The Raid on Norias Ranch was an incident in August 1915 in which a large band of Mexican Seditionistas attacked an American ranch in southern Texas. It became one of the many small battles fought on American soil during the Mexican Revolution and resulted in an increased effort by the United States Army to defend the international border. At least seven people were killed in the raid and several more from among those wounded by gunfire may have died immediately afterwards.

Background
In January 1915 a group of Mexican rebels drafted the Plan of San Diego which called for Mexicans in the American border states to rebel against the U.S. government and kill the white inhabitants. However, the overall plan was unrealistic and changed many times so the Seditionistas, as they were called, only launched small raids into Texas from the state of Tamaulipas, Mexico. Norias Ranch is located about seventy miles north of Brownsville and about sixty miles from Kingsville. At the time, Norias was the headquarters for the southernmost portion of the 825,000-acre King Ranch and was also used by the Missouri Pacific Railroad to water their trains. The site itself resembled a small town; it included a large two story wooden ranch house, owned by Caesar Kleberg, a small train station, a section house, a corral and a few other buildings. On August 7, Caesar Kleberg was in Kingsville when he learned that a large group of armed Mexican men were riding on horseback through the Sauz grazing division of the King Ranch with the intention of attacking Norias. Kleberg immediately informed the United States Army commandant at Fort Brown, near Brownsville, Texas, who informed Adjutant General Henry Hutchings. Hutchings organized a force of thirteen Texas Rangers, including Captains Harry (or Henry) Ransom, Monroe Fox, and George J. Head, plus eight cavalrymen, under Corporal Watson Adams, to go to the Norias Ranch by train and investigate the situation. Upon arriving, the ranch foreman, Tom Tate, led Hutchings, the Texas Rangers, and a few local peace officers to the Sauz Ranch. While they were gone a second train arrived at about 5:30 pm, dropping off the Customs Inspectors D. P. Gay, Joe Taylor, and Marcus Hinds, as well as a deputy sheriff of Cameron County, Gordon Hill. All four were heavily armed with rifles and pistols.

Raid
Now there were a total of seventeen men, four women and one baby girl at the ranch, including Sheriff Hill, the eight soldiers, the three customs inspectors, four male ranchers and one railroad foreman.
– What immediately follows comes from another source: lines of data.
use std::collections::{HashMap, VecDeque};
use std::sync::atomic::{AtomicU64, Ordering};
use std::sync::Mutex;

use serde::Serialize;

use crate::classifier::{Classification, ErrorKind};
use crate::recovery::Strategy;

const MAX_ALERTS: usize = 50;

/// One admin-alertable classification, kept for the monitoring endpoints.
#[derive(Debug, Clone, Serialize)]
pub struct AlertRecord {
    pub kind: ErrorKind,
    pub priority: String,
    pub at: String,
}

#[derive(Debug, Serialize)]
pub struct RecoveryCounts {
    pub primary: u64,
    pub cached: u64,
    pub degraded: u64,
    pub fallback: u64,
}

#[derive(Debug, Serialize)]
pub struct ReliabilitySnapshot {
    pub errors_by_kind: HashMap<String, u64>,
    pub recoveries: RecoveryCounts,
    pub alerts: Vec<AlertRecord>,
    pub total_errors: u64,
}

/// Process-wide reliability counters. All methods are concurrent-safe.
#[derive(Default)]
pub struct ReliabilityMetrics {
    errors_by_kind: Mutex<HashMap<ErrorKind, u64>>,
    primary: AtomicU64,
    cached: AtomicU64,
    degraded: AtomicU64,
    fallback: AtomicU64,
    total_errors: AtomicU64,
    alerts: Mutex<VecDeque<AlertRecord>>,
}

impl ReliabilityMetrics {
    pub fn new() -> Self {
        Self::default()
    }

    pub fn record_error(&self, class: &Classification) {
        self.total_errors.fetch_add(1, Ordering::Relaxed);
        *self
            .errors_by_kind
            .lock()
            .unwrap()
            .entry(class.kind)
            .or_insert(0) += 1;
        if class.alert_admin {
            let mut alerts = self.alerts.lock().unwrap();
            if alerts.len() >= MAX_ALERTS {
                alerts.pop_front();
            }
            alerts.push_back(AlertRecord {
                kind: class.kind,
                priority: format!("{:?}", class.priority).to_uppercase(),
                at: chrono::Utc::now().to_rfc3339(),
            });
        }
    }

    pub fn record_strategy(&self, strategy: Strategy) {
        let counter = match strategy {
            Strategy::Primary => &self.primary,
            Strategy::Cached => &self.cached,
            Strategy::Degraded => &self.degraded,
            Strategy::Fallback => &self.fallback,
        };
        counter.fetch_add(1, Ordering::Relaxed);
    }

    pub fn snapshot(&self) -> ReliabilitySnapshot {
        let errors_by_kind = self
            .errors_by_kind
            .lock()
            .unwrap()
            .iter()
            .map(|(k, v)| (k.as_str().to_string(), *v))
            .collect();
        ReliabilitySnapshot {
            errors_by_kind,
            recoveries: RecoveryCounts {
                primary: self.primary.load(Ordering::Relaxed),
                cached: self.cached.load(Ordering::Relaxed),
                degraded: self.degraded.load(Ordering::Relaxed),
                fallback: self.fallback.load(Ordering::Relaxed),
            },
            alerts: self.alerts.lock().unwrap().iter().cloned().collect(),
            total_errors: self.total_errors.load(Ordering::Relaxed),
        }
    }
}

#[cfg(test)]
mod tests {
    use super::*;
    use crate::classifier::ErrorClassifier;

    #[test]
    fn alert_ring_is_bounded() {
        let metrics = ReliabilityMetrics::new();
        let classifier = ErrorClassifier::new();
        let class = classifier.entry(ErrorKind::NetworkDns);
        for _ in 0..(MAX_ALERTS + 10) {
            metrics.record_error(&class);
        }
        let snap = metrics.snapshot();
        assert_eq!(snap.alerts.len(), MAX_ALERTS);
        assert_eq!(snap.total_errors, (MAX_ALERTS + 10) as u64);
        assert_eq!(snap.errors_by_kind["network_dns"], (MAX_ALERTS + 10) as u64);
    }
}
use tracing::{info, instrument};

use crate::error::{Result, StoreError};
use crate::types::ModelVersion;
use crate::Store;

const VERSION_COLS: &str =
    "variant, version, system_prompt, metadata, tags, is_active, created_at, activated_at";

impl Store {
    /// Register the next version for a variant. Versions are assigned
    /// sequentially by the store; the first registration gets version 1.
    #[instrument(skip(self, system_prompt, metadata))]
    pub fn register_version(
        &self,
        variant: &str,
        system_prompt: &str,
        metadata: &serde_json::Value,
    ) -> Result<i64> {
        let now = chrono::Utc::now().to_rfc3339();
        let meta = serde_json::to_string(metadata)?;
        let db = self.db.lock().unwrap();
        let next: i64 = db.query_row(
            "SELECT COALESCE(MAX(version), 0) + 1 FROM model_versions WHERE variant = ?1",
            [variant],
            |row| row.get(0),
        )?;
        db.execute(
            "INSERT INTO model_versions (variant, version, system_prompt, metadata, created_at)
             VALUES (?1, ?2, ?3, ?4, ?5)",
            rusqlite::params![variant, next, system_prompt, meta, now],
        )?;
        info!(variant, version = next, "prompt version registered");
        Ok(next)
    }

    /// Activate one version, deactivating every other version of the same
    /// variant in the same transaction.
    #[instrument(skip(self))]
    pub fn activate_version(&self, variant: &str, version: i64) -> Result<()> {
        let now = chrono::Utc::now().to_rfc3339();
        let mut db = self.db.lock().unwrap();
        let tx = db.transaction()?;
        let n = tx.execute(
            "UPDATE model_versions SET is_active = 1, activated_at = ?1
             WHERE variant = ?2 AND version = ?3",
            rusqlite::params![now, variant, version],
        )?;
        if n == 0 {
            return Err(StoreError::NotFound {
                what: format!("version {version} of variant {variant}"),
            });
        }
        tx.execute(
            "UPDATE model_versions SET is_active = 0
             WHERE variant = ?1 AND version != ?2",
            rusqlite::params![variant, version],
        )?;
        tx.commit()?;
        info!(variant, version, "prompt version activated");
        Ok(())
    }

    pub fn get_active_version(&self, variant: &str) -> Result<Option<ModelVersion>> {
        let db = self.db.lock().unwrap();
        let sql = format!(
            "SELECT {VERSION_COLS} FROM model_versions
             WHERE variant = ?1 AND is_active = 1"
        );
        match db.query_row(&sql, [variant], row_to_version) {
            Ok(v) => Ok(Some(v)),
            Err(rusqlite::Error::QueryReturnedNoRows) => Ok(None),
            Err(e) => Err(StoreError::Database(e)),
        }
    }

    pub fn get_version(&self, variant: &str, version: i64) -> Result<Option<ModelVersion>> {
        let db = self.db.lock().unwrap();
        let sql = format!(
            "SELECT {VERSION_COLS} FROM model_versions
             WHERE variant = ?1 AND version = ?2"
        );
        match db.query_row(&sql, rusqlite::params![variant, version], row_to_version) {
            Ok(v) => Ok(Some(v)),
            Err(rusqlite::Error::QueryReturnedNoRows) => Ok(None),
            Err(e) => Err(StoreError::Database(e)),
        }
    }

    /// All versions of a variant, newest first.
    pub fn list_versions(&self, variant: &str) -> Result<Vec<ModelVersion>> {
        let db = self.db.lock().unwrap();
        let sql = format!(
            "SELECT {VERSION_COLS} FROM model_versions
             WHERE variant = ?1 ORDER BY version DESC"
        );
        let mut stmt = db.prepare(&sql)?;
        let rows = stmt.query_map([variant], row_to_version)?;
        Ok(rows.filter_map(|r| r.ok()).collect())
    }

    /// Variants that have at least one registered version.
    pub fn list_variants(&self) -> Result<Vec<String>> {
        let db = self.db.lock().unwrap();
        let mut stmt =
            db.prepare("SELECT DISTINCT variant FROM model_versions ORDER BY variant")?;
        let rows = stmt.query_map([], |row| row.get::<_, String>(0))?;
        Ok(rows.filter_map(|r| r.ok()).collect())
    }

    /// Add or overwrite a tag on a version. Idempotent.
    #[instrument(skip(self, description))]
    pub fn tag_version(
        &self,
        variant: &str,
        version: i64,
        tag: &str,
        description: &str,
    ) -> Result<()> {
        let db = self.db.lock().unwrap();
        let tags_json: String = db
            .query_row(
                "SELECT tags FROM model_versions WHERE variant = ?1 AND version = ?2",
                rusqlite::params![variant, version],
                |row| row.get(0),
            )
            .map_err(|e| match e {
                rusqlite::Error::QueryReturnedNoRows => StoreError::NotFound {
                    what: format!("version {version} of variant {variant}"),
                },
                other => StoreError::Database(other),
            })?;
        let mut tags: serde_json::Value =
            serde_json::from_str(&tags_json).unwrap_or_else(|_| serde_json::json!({}));
        tags[tag] = serde_json::Value::String(description.to_string());
        db.execute(
            "UPDATE model_versions SET tags = ?1 WHERE variant = ?2 AND version = ?3",
            rusqlite::params![serde_json::to_string(&tags)?, variant, version],
        )?;
        Ok(())
    }

    pub fn max_version(&self, variant: &str) -> Result<Option<i64>> {
        let db = self.db.lock().unwrap();
        let v: Option<i64> = db.query_row(
            "SELECT MAX(version) FROM model_versions WHERE variant = ?1",
            [variant],
            |row| row.get(0),
        )?;
        Ok(v)
    }
}

fn row_to_version(row: &rusqlite::Row<'_>) -> rusqlite::Result<ModelVersion> {
    let meta_str: String = row.get(3)?;
    let tags_str: String = row.get(4)?;
    Ok(ModelVersion {
        variant: row.get(0)?,
        version: row.get(1)?,
        system_prompt: row.get(2)?,
        metadata: serde_json::from_str(&meta_str).unwrap_or_else(|_| serde_json::json!({})),
        tags: serde_json::from_str(&tags_str).unwrap_or_else(|_| serde_json::json!({})),
        is_active: row.get(5)?,
        created_at: row.get(6)?,
        activated_at: row.get(7)?,
    })
}

#[cfg(test)]
mod tests {
    use super::*;

    #[test]
    fn versions_are_sequential() {
        let store = Store::open_in_memory().unwrap();
        let meta = serde_json::json!({});
        assert_eq!(store.register_version("baseline", "p1", &meta).unwrap(), 1);
        assert_eq!(store.register_version("baseline", "p2", &meta).unwrap(), 2);
        assert_eq!(store.register_version("pro", "p1", &meta).unwrap(), 1);
    }

    #[test]
    fn at_most_one_active_version_per_variant() {
        let store = Store::open_in_memory().unwrap();
        let meta = serde_json::json!({});
        store.register_version("baseline", "p1", &meta).unwrap();
        store.register_version("baseline", "p2", &meta).unwrap();
        store.activate_version("baseline", 1).unwrap();
        store.activate_version("baseline", 2).unwrap();
        let versions = store.list_versions("baseline").unwrap();
        let active: Vec<_> = versions.iter().filter(|v| v.is_active).collect();
        assert_eq!(active.len(), 1);
        assert_eq!(active[0].version, 2);
    }

    #[test]
    fn activate_then_rollback_then_reactivate_is_stable() {
        let store = Store::open_in_memory().unwrap();
        let meta = serde_json::json!({});
        store.register_version("v", "p1", &meta).unwrap();
        store.register_version("v", "p2", &meta).unwrap();
        store.activate_version("v", 2).unwrap();
        store.activate_version("v", 1).unwrap();
        store.activate_version("v", 2).unwrap();
        let active = store.get_active_version("v").unwrap().unwrap();
        assert_eq!(active.version, 2);
    }

    #[test]
    fn tagging_is_idempotent() {
        let store = Store::open_in_memory().unwrap();
        let meta = serde_json::json!({});
        store.register_version("v", "p1", &meta).unwrap();
        store.tag_version("v", 1, "stable", "known good").unwrap();
        store.tag_version("v", 1, "stable", "known good").unwrap();
        let ver = store.get_version("v", 1).unwrap().unwrap();
        assert_eq!(ver.tags["stable"], "known good");
    }

    #[test]
    fn activating_missing_version_fails() {
        let store = Store::open_in_memory().unwrap();
        assert!(store.activate_version("ghost", 1).is_err());
    }
}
Later that night, as the sun was going down, the people at Norias had just finished eating dinner when they retired to the porch of the ranch house. Shortly thereafter, Inspector Hinds noticed a group of men on horseback approaching the ranch from the south, displaying a red flag. Initially he thought the men were Texas Rangers, returning from their patrol, but when they closed to about 250 yards away they opened fire on the house.  At the same time, a second group of rebels attacked from the east and opened fire within ninety yards of the Americans as they took cover behind the railroad embankment near the section house to return the fire. One of the ranchers, a black man named Albert Edmonds, telephoned Caesar Kleberg, asking for his help. Kleberg told Edmonds that there was a train in Kingsville loaded with "armed men, supplies, and medical people" but it could not leave because there was no one yet available to drive it to Norias. When the train did finally arrive the fighting was already over. The four women dispersed when the shooting began. One hid inside a boxcar with her husband, the railroad foreman, and her baby while two others went into the ranch house. A fourth woman, named Manuela Flores, hid inside the section house. Within the first few minutes of the battle, four of the Americans were wounded, including two soldiers and the ranchers George Forbes and Frank Martin. Forbes got hit in the lungs as he was bringing the wounded into the house, and both he and Frank Martin later died of their wounds. Dad Martin, the father of Frank, shot and killed the horse of the Mexican commander and stopped the initial charge, but the rebels dismounted and regrouped for a second attack on foot. Eventually the Americans withdrew to the safety of the ranch house but its thin walls provided little protection. Because of this, Dad Martin had the two women and the wounded covered in mattresses while he and the remaining men went back outside to draw the Mexicans' fire away from the house.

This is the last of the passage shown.